Facial Paralysis

Facial Paralysis


The nice thing about Facial Paralysis is that it makes everything else seem peachy. 


Shoot, it's raining and I don't have a coat? Well, it's not facial paralysis! 


Little girl at the kindergarten peed while sitting on my lap? At least I can move my face! 


Diarrhea for the seventh day in a row? Not facial paralysis! 


Stranger touches me in the street? At least I can feel touch! 


When in a small town near Cusco called Ollantetambo, the day before my group and I were going to go visit the amazing Macchu Pichu, I got hit with food poisoning, bad. Really.
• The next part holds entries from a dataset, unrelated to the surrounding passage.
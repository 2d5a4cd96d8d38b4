//! Periodic reconciliation against an authoritative snapshot
//!
//! Deltas carry no sequence numbers we act on, so missed or duplicated
//! messages are invisible at the message level. Comparing the top of the
//! local book against a fresh REST snapshot is the only backstop.

use rust_decimal::Decimal;
use std::sync::Arc;
use tracing::{info, warn};

use crate::bootstrap::{Bootstrapper, SnapshotSource};
use crate::error::Result;
use crate::metrics;
use crate::orderbook::{BookCopy, OrderBook, PriceLevel, Side};
use crate::parser::OrderBookSnapshot;

/// Ranked levels compared per side
pub const RECONCILE_DEPTH: usize = 20;

/// Maximum relative price deviation between paired levels (0.1%)
pub const MAX_PRICE_DEVIATION: Decimal = Decimal::from_parts(1, 0, 0, false, 3);

/// Result of comparing one side
#[derive(Debug, Clone, Copy, PartialEq, Eq)]
pub enum SideCheck {
    InSync,
    /// Fewer than the required levels locally or remotely
    Starved { local: usize, remote: usize },
    /// First ranked pair whose relative deviation exceeds the tolerance
    Deviated {
        rank: usize,
        local: Decimal,
        remote: Decimal,
        deviation: Decimal,
    },
}

impl SideCheck {
    pub fn is_in_sync(&self) -> bool {
        matches!(self, SideCheck::InSync)
    }
}

/// Details of a detected desync
#[derive(Debug, Clone, PartialEq, Eq)]
pub struct DesyncReport {
    pub bids: SideCheck,
    pub asks: SideCheck,
    /// Book id of the re-bootstrap, `None` if re-seeding failed
    pub rebootstrap_id: Option<i64>,
}

#[derive(Debug, Clone, PartialEq, Eq)]
pub enum ValidationOutcome {
    InSync,
    DesyncDetected(DesyncReport),
}

/// `|local - remote| / max(local, remote)`
pub fn relative_deviation(local: Decimal, remote: Decimal) -> Decimal {
    if local == remote {
        return Decimal::ZERO;
    }
    (local - remote)
        .abs()
        .checked_div(local.max(remote))
        .unwrap_or(Decimal::MAX)
}

/// Compare the top `depth` ranked levels of one side positionally
///
/// Both slices must be in ranked order.
pub fn check_side(
    local: &[PriceLevel],
    remote: &[PriceLevel],
    depth: usize,
    tolerance: Decimal,
) -> SideCheck {
    if local.len() < depth || remote.len() < depth {
        return SideCheck::Starved {
            local: local.len().min(depth),
            remote: remote.len().min(depth),
        };
    }

    for (rank, (l, r)) in local.iter().zip(remote).take(depth).enumerate() {
        let deviation = relative_deviation(l.price, r.price);
        if deviation > tolerance {
            return SideCheck::Deviated {
                rank,
                local: l.price,
                remote: r.price,
                deviation,
            };
        }
    }

    SideCheck::InSync
}

/// Rank a REST snapshot the same way the local book is ranked
fn rank_snapshot(snapshot: &OrderBookSnapshot) -> BookCopy {
    let book = OrderBook::from_levels(&snapshot.bids, &snapshot.asks, snapshot.id);
    BookCopy {
        bids: book.levels(Side::Bid),
        asks: book.levels(Side::Ask),
        last_bootstrap_id: snapshot.id,
    }
}

/// Compares the local book against fresh snapshots and re-seeds on drift
#[derive(Debug)]
pub struct ReconciliationValidator<S> {
    bootstrapper: Arc<Bootstrapper<S>>,
    depth: usize,
    tolerance: Decimal,
}

impl<S: SnapshotSource> ReconciliationValidator<S> {
    pub fn new(bootstrapper: Arc<Bootstrapper<S>>) -> Self {
        Self {
            bootstrapper,
            depth: RECONCILE_DEPTH,
            tolerance: MAX_PRICE_DEVIATION,
        }
    }

    /// Run one reconciliation pass
    ///
    /// A failed fetch is returned as an error and nothing else happens; the
    /// caller logs it and tries again on the next cadence.
    pub async fn validate(&self) -> Result<ValidationOutcome> {
        let store = self.bootstrapper.store();
        let contract = store.contract();

        let latest = match self.bootstrapper.source().fetch_snapshot().await {
            Ok(latest) => latest,
            Err(e) => {
                metrics::record_validation(contract, "error");
                return Err(e);
            }
        };
        let remote = rank_snapshot(&latest);
        let local = store.snapshot_read();

        let summary = store.summary();
        metrics::set_book_levels(contract, summary.bid_levels, summary.ask_levels);
        info!(
            contract = %contract,
            best_bid = ?summary.best_bid,
            best_ask = ?summary.best_ask,
            bid_levels = summary.bid_levels,
            ask_levels = summary.ask_levels,
            "Order book status"
        );
        if summary.crossed {
            warn!(contract = %contract, "Local book is crossed");
        }

        // A never-bootstrapped book compares as empty, so it reads as starved
        let bids = self.check(local.as_ref(), &remote, Side::Bid);
        let asks = self.check(local.as_ref(), &remote, Side::Ask);

        if bids.is_in_sync() && asks.is_in_sync() {
            metrics::record_validation(contract, "in_sync");
            return Ok(ValidationOutcome::InSync);
        }

        metrics::record_validation(contract, "desync");
        for (side, check) in [(Side::Bid, bids), (Side::Ask, asks)] {
            if !check.is_in_sync() {
                warn!(contract = %contract, side = %side, check = ?check, "Order book desync detected");
            }
        }

        warn!(contract = %contract, "Order book desynced, refetching snapshot");
        let rebootstrap_id = self.bootstrapper.bootstrap().await.ok();

        Ok(ValidationOutcome::DesyncDetected(DesyncReport {
            bids,
            asks,
            rebootstrap_id,
        }))
    }

    fn check(&self, local: Option<&BookCopy>, remote: &BookCopy, side: Side) -> SideCheck {
        check_side(
            local.map_or(&[][..], |local| local.side(side)),
            remote.side(side),
            self.depth,
            self.tolerance,
        )
    }
}

#[cfg(test)]
mod tests {
    use super::*;
    use crate::bootstrap::testing::{ladder, ScriptedSource};
    use crate::error::RecorderError;
    use crate::orderbook::BookStore;
    use rust_decimal_macros::dec;

    fn validator(source: ScriptedSource) -> (Arc<BookStore>, ReconciliationValidator<ScriptedSource>) {
        let store = Arc::new(BookStore::new("BTC_USDT"));
        let bootstrapper = Arc::new(Bootstrapper::new(source, Arc::clone(&store)));
        (store, ReconciliationValidator::new(bootstrapper))
    }

    fn scaled(snapshot: &OrderBookSnapshot, side: Side, rank: usize, factor: Decimal) -> OrderBookSnapshot {
        let mut out = snapshot.clone();
        let levels = match side {
            Side::Bid => &mut out.bids,
            Side::Ask => &mut out.asks,
        };
        levels[rank].price *= factor;
        out
    }

    #[test]
    fn test_tolerance_constant() {
        assert_eq!(MAX_PRICE_DEVIATION, dec!(0.001));
    }

    #[test]
    fn test_relative_deviation() {
        assert_eq!(relative_deviation(dec!(100), dec!(100)), Decimal::ZERO);
        assert_eq!(relative_deviation(dec!(99), dec!(100)), dec!(0.01));
        assert_eq!(relative_deviation(dec!(100), dec!(99)), dec!(0.01));
    }

    #[test]
    fn test_check_side_starved() {
        let local: Vec<_> = (0..19).map(|i| PriceLevel::new(Decimal::from(100 - i), dec!(1))).collect();
        let remote: Vec<_> = (0..25).map(|i| PriceLevel::new(Decimal::from(100 - i), dec!(1))).collect();
        assert_eq!(
            check_side(&local, &remote, 20, MAX_PRICE_DEVIATION),
            SideCheck::Starved { local: 19, remote: 20 }
        );
        assert!(!check_side(&[], &remote, 20, MAX_PRICE_DEVIATION).is_in_sync());
    }

    #[test]
    fn test_check_side_tolerance_is_exclusive() {
        let tail = (1..20).map(|i| PriceLevel::new(Decimal::from(990 - i), dec!(1)));
        let local: Vec<_> = std::iter::once(PriceLevel::new(dec!(1000), dec!(1)))
            .chain(tail.clone())
            .collect();

        // Exactly 0.1% apart
        let at_limit: Vec<_> = std::iter::once(PriceLevel::new(dec!(999), dec!(1)))
            .chain(tail.clone())
            .collect();
        assert_eq!(relative_deviation(dec!(1000), dec!(999)), MAX_PRICE_DEVIATION);
        assert_eq!(
            check_side(&local, &at_limit, 20, MAX_PRICE_DEVIATION),
            SideCheck::InSync
        );

        let past_limit: Vec<_> = std::iter::once(PriceLevel::new(dec!(998.9), dec!(1)))
            .chain(tail)
            .collect();
        assert!(matches!(
            check_side(&local, &past_limit, 20, MAX_PRICE_DEVIATION),
            SideCheck::Deviated { rank: 0, .. }
        ));
    }

    #[test]
    fn test_check_side_compares_last_rank() {
        let local: Vec<_> = (0..20).map(|i| PriceLevel::new(Decimal::from(1000 - i), dec!(1))).collect();
        let mut remote = local.clone();
        remote[19].price = dec!(979);

        match check_side(&local, &remote, 20, MAX_PRICE_DEVIATION) {
            SideCheck::Deviated { rank, local, remote, .. } => {
                assert_eq!(rank, 19);
                assert_eq!(local, dec!(981));
                assert_eq!(remote, dec!(979));
            }
            other => panic!("Expected deviation at rank 19, got {:?}", other),
        }
    }

    #[test]
    fn test_check_side_ignores_ranks_beyond_depth() {
        let local: Vec<_> = (0..30).map(|i| PriceLevel::new(Decimal::from(1000 - i), dec!(1))).collect();
        let mut remote = local.clone();
        remote[25].price = dec!(1);
        assert!(check_side(&local, &remote, 20, MAX_PRICE_DEVIATION).is_in_sync());
    }

    #[tokio::test]
    async fn test_identical_books_in_sync() {
        let source = ScriptedSource::new();
        source.push_ok(ladder(1, 10_000, 30));
        let (store, validator) = validator(source);
        validator.bootstrapper.bootstrap().await.unwrap();

        assert_eq!(validator.validate().await.unwrap(), ValidationOutcome::InSync);
        assert_eq!(store.last_bootstrap_id(), Some(1));
    }

    #[tokio::test]
    async fn test_one_percent_top_bid_gap_desyncs_and_rebootstraps() {
        let base = ladder(1, 10_000, 30);
        let moved = OrderBookSnapshot {
            id: 2,
            ..scaled(&base, Side::Bid, 0, dec!(1.01))
        };

        let source = ScriptedSource::new();
        source.push_ok(base).push_ok(moved.clone()).push_ok(moved);
        let (store, validator) = validator(source);
        validator.bootstrapper.bootstrap().await.unwrap();

        match validator.validate().await.unwrap() {
            ValidationOutcome::DesyncDetected(report) => {
                assert!(matches!(report.bids, SideCheck::Deviated { rank: 0, .. }));
                assert!(report.asks.is_in_sync());
                assert_eq!(report.rebootstrap_id, Some(2));
            }
            other => panic!("Expected desync, got {:?}", other),
        }
        assert_eq!(store.last_bootstrap_id(), Some(2));
    }

    #[tokio::test]
    async fn test_five_bps_gap_stays_in_sync() {
        let base = ladder(1, 10_000, 30);
        let nudged = scaled(&base, Side::Bid, 0, dec!(1.0005));

        let source = ScriptedSource::new();
        source.push_ok(base).push_ok(nudged);
        let (store, validator) = validator(source);
        validator.bootstrapper.bootstrap().await.unwrap();

        assert_eq!(validator.validate().await.unwrap(), ValidationOutcome::InSync);
        assert_eq!(store.last_bootstrap_id(), Some(1));
    }

    #[tokio::test]
    async fn test_shallow_book_counts_as_desync() {
        let source = ScriptedSource::new();
        source.push_ok(ladder(1, 10_000, 10));
        let (_store, validator) = validator(source);
        validator.bootstrapper.bootstrap().await.unwrap();

        match validator.validate().await.unwrap() {
            ValidationOutcome::DesyncDetected(report) => {
                assert_eq!(report.bids, SideCheck::Starved { local: 10, remote: 10 });
                assert_eq!(report.asks, SideCheck::Starved { local: 10, remote: 10 });
            }
            other => panic!("Expected desync, got {:?}", other),
        }
    }

    #[tokio::test]
    async fn test_unbootstrapped_book_triggers_bootstrap() {
        let source = ScriptedSource::new();
        source.push_ok(ladder(5, 10_000, 30));
        let (store, validator) = validator(source);

        match validator.validate().await.unwrap() {
            ValidationOutcome::DesyncDetected(report) => {
                assert_eq!(report.bids, SideCheck::Starved { local: 0, remote: 20 });
                assert_eq!(report.asks, SideCheck::Starved { local: 0, remote: 20 });
                assert_eq!(report.rebootstrap_id, Some(5));
            }
            other => panic!("Expected desync, got {:?}", other),
        }
        assert_eq!(store.last_bootstrap_id(), Some(5));
    }

    #[tokio::test]
    async fn test_fetch_error_skips_check() {
        let source = ScriptedSource::new();
        source
            .push_ok(ladder(1, 10_000, 30))
            .push_err(RecorderError::ConnectionTimeout);
        let (store, validator) = validator(source);
        validator.bootstrapper.bootstrap().await.unwrap();

        assert!(validator.validate().await.is_err());
        assert_eq!(store.last_bootstrap_id(), Some(1));
        assert_eq!(validator.bootstrapper.source().calls(), 2);
    }

    #[tokio::test]
    async fn test_local_drift_detected_on_asks() {
        let source = ScriptedSource::new();
        source.push_ok(ladder(1, 10_000, 30));
        let (store, validator) = validator(source);
        validator.bootstrapper.bootstrap().await.unwrap();

        // Stale ask the exchange already removed
        store.apply_update(&[], &[PriceLevel::new(dec!(9990), dec!(1))]);

        match validator.validate().await.unwrap() {
            ValidationOutcome::DesyncDetected(report) => {
                assert!(report.bids.is_in_sync());
                assert!(matches!(report.asks, SideCheck::Deviated { rank: 0, .. }));
            }
            other => panic!("Expected desync, got {:?}", other),
        }
    }
}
Bad. 

Can I stress how bad it was? 

Within an hour I was puking, pooping, and trembling, with feverish shakes. 

Within two hours I was having a hard time breathing. Trying to stay calm, I sat up from my fetal position. Soon my hands looked like crab claws, cramped and unable to move. My feet went next, then legs. Soon my abdomen was tingling with loss of feeling. 

And last, but not least, I couldn't feel my face. By the time my director arrived, I couldn't even say "I can't breath" because my mouth was fixated in a frozen kissy lip fish face, tongue stuck. 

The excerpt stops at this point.